Discussion in 'Chicken Behaviors and Egglaying' started by mtsmylie, Aug 26, 2011.

  1. mtsmylie

    mtsmylie In the Brooder

    Dec 20, 2010
    Pullman, WA
    When we got our first group of Plymouth Barred Rock hens, they started laying eggs at just under 6 months (23 weeks, I think), and once they started laying, they were regular-sized eggs with your occasional jumbo double-yolker.

    Our newest group of PBRs (incubated and hatched from the first group) turned 19 weeks today, and for the last 3-4 days, we've been getting a few tiny (about 2 inches from end-to-end) eggs each day, which we are certain are from the young ones.

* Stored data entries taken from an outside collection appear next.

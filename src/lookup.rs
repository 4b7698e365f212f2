//! Category label → upstream id resolution.
//!
//! The upstream filters genres by numeric id, while callers send names.
//! [`LookupResolver`] keeps one hash table per [`LookupDomain`] in the shared
//! store, filled lazily from the upstream's full enumeration and kept for a
//! long TTL independent of request traffic. Population is collapsed per
//! table, so a burst of cold requests triggers one enumeration fetch.

use std::sync::Arc;
use std::time::{Duration, Instant};

use serde::Deserialize;
use serde_json::Value;
use tracing::{debug, info};

use crate::collapse::RequestCollapser;
use crate::telemetry;
use crate::traits::{KeyValueStore, UpstreamFetcher};
use crate::types::Subject;
use crate::{GatewayError, Result};

/// Default lifetime of a populated lookup table.
pub const DEFAULT_LOOKUP_TTL: Duration = Duration::from_secs(10_000);

/// A family of labels for one subject, e.g. anime genres.
#[derive(Debug, Clone, Copy, PartialEq, Eq, Hash)]
pub struct LookupDomain {
    pub kind: &'static str,
    pub subject: Subject,
}

impl LookupDomain {
    /// Genres, explicit genres, themes and demographics of a subject.
    pub fn genres(subject: Subject) -> Self {
        Self {
            kind: "genres",
            subject,
        }
    }

    /// Store key of the table, e.g. `lookup:genres:anime`.
    pub fn table(&self) -> String {
        format!("lookup:{}:{}", self.kind, self.subject)
    }

    /// Upstream path of the full enumeration, e.g. `genres/anime`.
    pub fn enumeration_path(&self) -> String {
        format!("{}/{}", self.kind, self.subject)
    }
}

/// One entry of an upstream enumeration.
#[derive(Debug, Deserialize)]
struct LookupEntry {
    mal_id: i64,
    name: String,
}

/// Resolves free-text labels through lazily populated lookup tables.
pub struct LookupResolver {
    store: Arc<dyn KeyValueStore>,
    fetcher: Arc<dyn UpstreamFetcher>,
    ttl: Duration,
    populations: RequestCollapser<usize>,
}

impl LookupResolver {
    pub fn new(store: Arc<dyn KeyValueStore>, fetcher: Arc<dyn UpstreamFetcher>, ttl: Duration) -> Self {
        Self {
            store,
            fetcher,
            ttl,
            populations: RequestCollapser::new(),
        }
    }

    /// Resolve `labels` (case-insensitive) to upstream ids, in input order.
    ///
    /// Fails with [`GatewayError::Resolution`] naming every label that has no
    /// entry, rather than silently dropping it.
    pub async fn resolve(&self, labels: &[String], domain: LookupDomain) -> Result<Vec<i64>> {
        let table = domain.table();
        if !self.store.exists(&table).await? {
            self.populations
                .run(&table, || self.populate(&table, domain))
                .await?;
        }

        let mut ids = Vec::with_capacity(labels.len());
        let mut unresolved = Vec::new();
        for label in labels {
            let id = self
                .store
                .hash_get(&table, &label.to_lowercase())
                .await?
                .and_then(|raw| raw.parse::<i64>().ok());
            match id {
                Some(id) => ids.push(id),
                None => unresolved.push(label.clone()),
            }
        }

        if !unresolved.is_empty() {
            return Err(GatewayError::Resolution {
                domain: table,
                labels: unresolved,
            });
        }
        debug!(%table, ?ids, "labels resolved");
        Ok(ids)
    }

    /// Fetch the full enumeration and write it into the table.
    ///
    /// Fields are insert-if-absent, so a racing populator on another
    /// instance cannot overwrite an existing mapping. The TTL is reset after
    /// every insert: a population that fails partway still leaves a table
    /// that expires and is fetched again.
    async fn populate(&self, table: &str, domain: LookupDomain) -> Result<usize> {
        info!(table, "lookup table missing, fetching enumeration");
        let start = Instant::now();

        let body = self.fetcher.fetch(&domain.enumeration_path(), &[]).await?;
        let entries = parse_entries(body)?;

        let mut inserted = 0;
        for entry in &entries {
            if self
                .store
                .hash_set_if_absent(table, &entry.name.to_lowercase(), &entry.mal_id.to_string())
                .await?
            {
                inserted += 1;
            }
            self.store.expire(table, self.ttl).await?;
        }

        metrics::counter!(telemetry::LOOKUP_POPULATIONS_TOTAL, "domain" => table.to_owned())
            .increment(1);
        info!(
            table,
            entries = entries.len(),
            inserted,
            elapsed_ms = start.elapsed().as_millis() as u64,
            "lookup table populated"
        );
        Ok(inserted)
    }
}

fn parse_entries(body: Value) -> Result<Vec<LookupEntry>> {
    let data = match body {
        Value::Object(mut map) => map.remove("data"),
        _ => None,
    }
    .ok_or_else(|| GatewayError::Json("enumeration response has no 'data' list".to_string()))?;
    Ok(serde_json::from_value(data)?)
}

#[cfg(test)]
mod tests {
    use serde_json::json;

    use super::*;

    #[test]
    fn table_and_path_per_subject() {
        let anime = LookupDomain::genres(Subject::Anime);
        let manga = LookupDomain::genres(Subject::Manga);
        assert_eq!(anime.table(), "lookup:genres:anime");
        assert_eq!(anime.enumeration_path(), "genres/anime");
        assert_eq!(manga.table(), "lookup:genres:manga");
        assert_eq!(manga.enumeration_path(), "genres/manga");
    }

    #[test]
    fn parse_enumeration() {
        let body = json!({"data": [
            {"mal_id": 1, "name": "Action", "url": "https://example", "count": 5000},
            {"mal_id": 4, "name": "Comedy", "url": "https://example", "count": 7000},
        ]});
        let entries = parse_entries(body).unwrap();
        assert_eq!(entries.len(), 2);
        assert_eq!(entries[1].mal_id, 4);
        assert_eq!(entries[1].name, "Comedy");
    }

    #[test]
    fn enumeration_without_data_is_an_error() {
        assert!(matches!(
            parse_entries(json!({"status": 200})),
            Err(GatewayError::Json(_))
        ));
    }
}
//! Builder for configuring gateway instances

use std::sync::Arc;
use std::time::Duration;

use super::Gateway;
use crate::cache::hotness::DEFAULT_WINDOW;
use crate::cache::{HotnessTracker, TierPolicy};
use crate::config::Config;
use crate::lookup::{DEFAULT_LOOKUP_TTL, LookupResolver};
use crate::providers::JikanClient;
use crate::providers::jikan::{DEFAULT_BASE_URL, DEFAULT_TIMEOUT};
use crate::store::MemoryStore;
use crate::traits::{KeyValueStore, UpstreamFetcher};
use crate::{GatewayError, Result};

/// Main entry point for creating gateway instances.
pub struct Recogate;

impl Recogate {
    /// Create a new builder for configuring the gateway.
    pub fn builder() -> RecogateBuilder {
        RecogateBuilder::new()
    }
}

/// Builder for configuring gateway instances.
pub struct RecogateBuilder {
    jikan_url: Option<String>,
    timeout: Option<Duration>,
    redis_url: Option<String>,
    memory_capacity: Option<u64>,
    store: Option<Arc<dyn KeyValueStore>>,
    fetcher: Option<Arc<dyn UpstreamFetcher>>,
    tier_policy: TierPolicy,
    hotness_window: Duration,
    lookup_ttl: Duration,
}

impl RecogateBuilder {
    pub fn new() -> Self {
        Self {
            jikan_url: None,
            timeout: None,
            redis_url: None,
            memory_capacity: None,
            store: None,
            fetcher: None,
            tier_policy: TierPolicy::default(),
            hotness_window: DEFAULT_WINDOW,
            lookup_ttl: DEFAULT_LOOKUP_TTL,
        }
    }

    /// Start from a loaded [`Config`]. Later builder calls still override it.
    pub fn from_config(config: &Config) -> Self {
        let mut builder = Self::new()
            .jikan_url(config.upstream.base_url.clone())
            .timeout(Duration::from_secs(config.upstream.timeout_secs))
            .tier_policy(config.cache.tiers.clone())
            .hotness_window(Duration::from_secs(config.cache.hotness_window_secs))
            .lookup_ttl(Duration::from_secs(config.cache.lookup_ttl_secs));
        builder.memory_capacity = config.store.max_entries;
        if let Some(url) = &config.store.redis_url {
            builder = builder.redis_url(url.clone());
        }
        builder
    }

    /// Override the Jikan base URL (default: the public v4 API).
    pub fn jikan_url(mut self, url: impl Into<String>) -> Self {
        self.jikan_url = Some(url.into());
        self
    }

    /// Upstream request timeout (default: 10s).
    pub fn timeout(mut self, timeout: Duration) -> Self {
        self.timeout = Some(timeout);
        self
    }

    /// Use a shared redis store. Requires [`connect`](Self::connect).
    pub fn redis_url(mut self, url: impl Into<String>) -> Self {
        self.redis_url = Some(url.into());
        self
    }

    /// Use a caller-provided store, taking precedence over `redis_url`.
    pub fn store(mut self, store: Arc<dyn KeyValueStore>) -> Self {
        self.store = Some(store);
        self
    }

    /// Use a caller-provided upstream instead of the Jikan HTTP client.
    pub fn fetcher(mut self, fetcher: Arc<dyn UpstreamFetcher>) -> Self {
        self.fetcher = Some(fetcher);
        self
    }

    pub fn tier_policy(mut self, policy: TierPolicy) -> Self {
        self.tier_policy = policy;
        self
    }

    /// Window of the hotness counters (default: 60s).
    pub fn hotness_window(mut self, window: Duration) -> Self {
        self.hotness_window = window;
        self
    }

    /// Lifetime of populated lookup tables (default: 10000s).
    pub fn lookup_ttl(mut self, ttl: Duration) -> Self {
        self.lookup_ttl = ttl;
        self
    }

    /// Build the gateway over an in-process store.
    ///
    /// Fails if a redis URL was configured without an explicit store, since
    /// connecting needs [`connect`](Self::connect).
    pub fn build(self) -> Result<Gateway> {
        let store = match (&self.store, &self.redis_url) {
            (Some(store), _) => store.clone(),
            (None, Some(_)) => {
                return Err(GatewayError::Configuration(
                    "a redis store needs RecogateBuilder::connect()".to_string(),
                ));
            }
            (None, None) => match self.memory_capacity {
                Some(max) => Arc::new(MemoryStore::with_max_entries(max)),
                None => Arc::new(MemoryStore::new()),
            },
        };
        self.assemble(store)
    }

    /// Connect the configured store and build the gateway.
    pub async fn connect(mut self) -> Result<Gateway> {
        if self.store.is_none()
            && let Some(url) = self.redis_url.take()
        {
            self.store = Some(connect_redis(&url).await?);
        }
        self.build()
    }

    fn assemble(self, store: Arc<dyn KeyValueStore>) -> Result<Gateway> {
        let fetcher: Arc<dyn UpstreamFetcher> = match self.fetcher {
            Some(fetcher) => fetcher,
            None => Arc::new(JikanClient::with_base_url(
                self.jikan_url.as_deref().unwrap_or(DEFAULT_BASE_URL),
                self.timeout.unwrap_or(DEFAULT_TIMEOUT),
            )?),
        };

        let lookups = LookupResolver::new(store.clone(), fetcher.clone(), self.lookup_ttl);
        let hotness = HotnessTracker::new(store.clone(), self.hotness_window);

        Ok(Gateway::new(
            store,
            fetcher,
            lookups,
            hotness,
            self.tier_policy,
        ))
    }
}

#[cfg(feature = "redis")]
async fn connect_redis(url: &str) -> Result<Arc<dyn KeyValueStore>> {
    let store = crate::store::RedisStore::connect(url).await?;
    Ok(Arc::new(store))
}

#[cfg(not(feature = "redis"))]
async fn connect_redis(url: &str) -> Result<Arc<dyn KeyValueStore>> {
    Err(GatewayError::Configuration(format!(
        "cannot connect to {url}: built without the `redis` feature"
    )))
}

impl Default for RecogateBuilder {
    fn default() -> Self {
        Self::new()
    }
}

#[cfg(test)]
mod tests {
    use super::*;

    #[test]
    fn build_defaults_to_memory_store() {
        assert!(Recogate::builder().build().is_ok());
    }

    #[test]
    fn redis_url_requires_connect() {
        let result = Recogate::builder().redis_url("redis://127.0.0.1:6379").build();
        assert!(matches!(result, Err(GatewayError::Configuration(_))));
    }

    #[test]
    fn explicit_store_wins_over_redis_url() {
        let result = Recogate::builder()
            .redis_url("redis://127.0.0.1:6379")
            .store(Arc::new(MemoryStore::new()))
            .build();
        assert!(result.is_ok());
    }

    #[test]
    fn from_config_without_redis_builds() {
        let config = Config::default();
        assert!(RecogateBuilder::from_config(&config).build().is_ok());
    }
}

    I know it's possible, but unusual, for BRs to lay eggs at 19 weeks, but it just surprised us since their moms didn't. But is it normal for early-layers to start off with teeny eggs? They're pretty comically small compared to their moms' eggs, and I just want to make sure there's nothing wrong with them. They're all eating the same organic feed and free-ranging all day, so there's no other difference I can think of.
  2. momofchicks

    momofchicks Songster

    Apr 23, 2008
    first eggs can be small. I think it's fine.
  3. silkiechicken

    silkiechicken Staff PhD

    First eggs, pullet eggs, are always small and get bigger as the hens age. I bet ya your first eggs weren't as big as they are now, which makes the new eggs seem extra tiny.
  4. M.sue

    M.sue Songster

    May 29, 2011
    Some of my eggs were on the smaller side at first but then once they got the hang of laying they were normal size. The chicks bodies are still developing and so is their production system. Give'm a little time.
  5. so lucky

    so lucky Songster

    Jan 31, 2011
    SE Missouri
    Our white rock pullet started laying at about 17 weeks. That was about a month ago, and the eggs are still tiny. She lays at least 6 out of 7 days per week. We got one last week that was under an ounce!! (.885oz, to be exact) I weigh them daily. The one today was 1.41 oz. The tiniest one was nearly all yolk.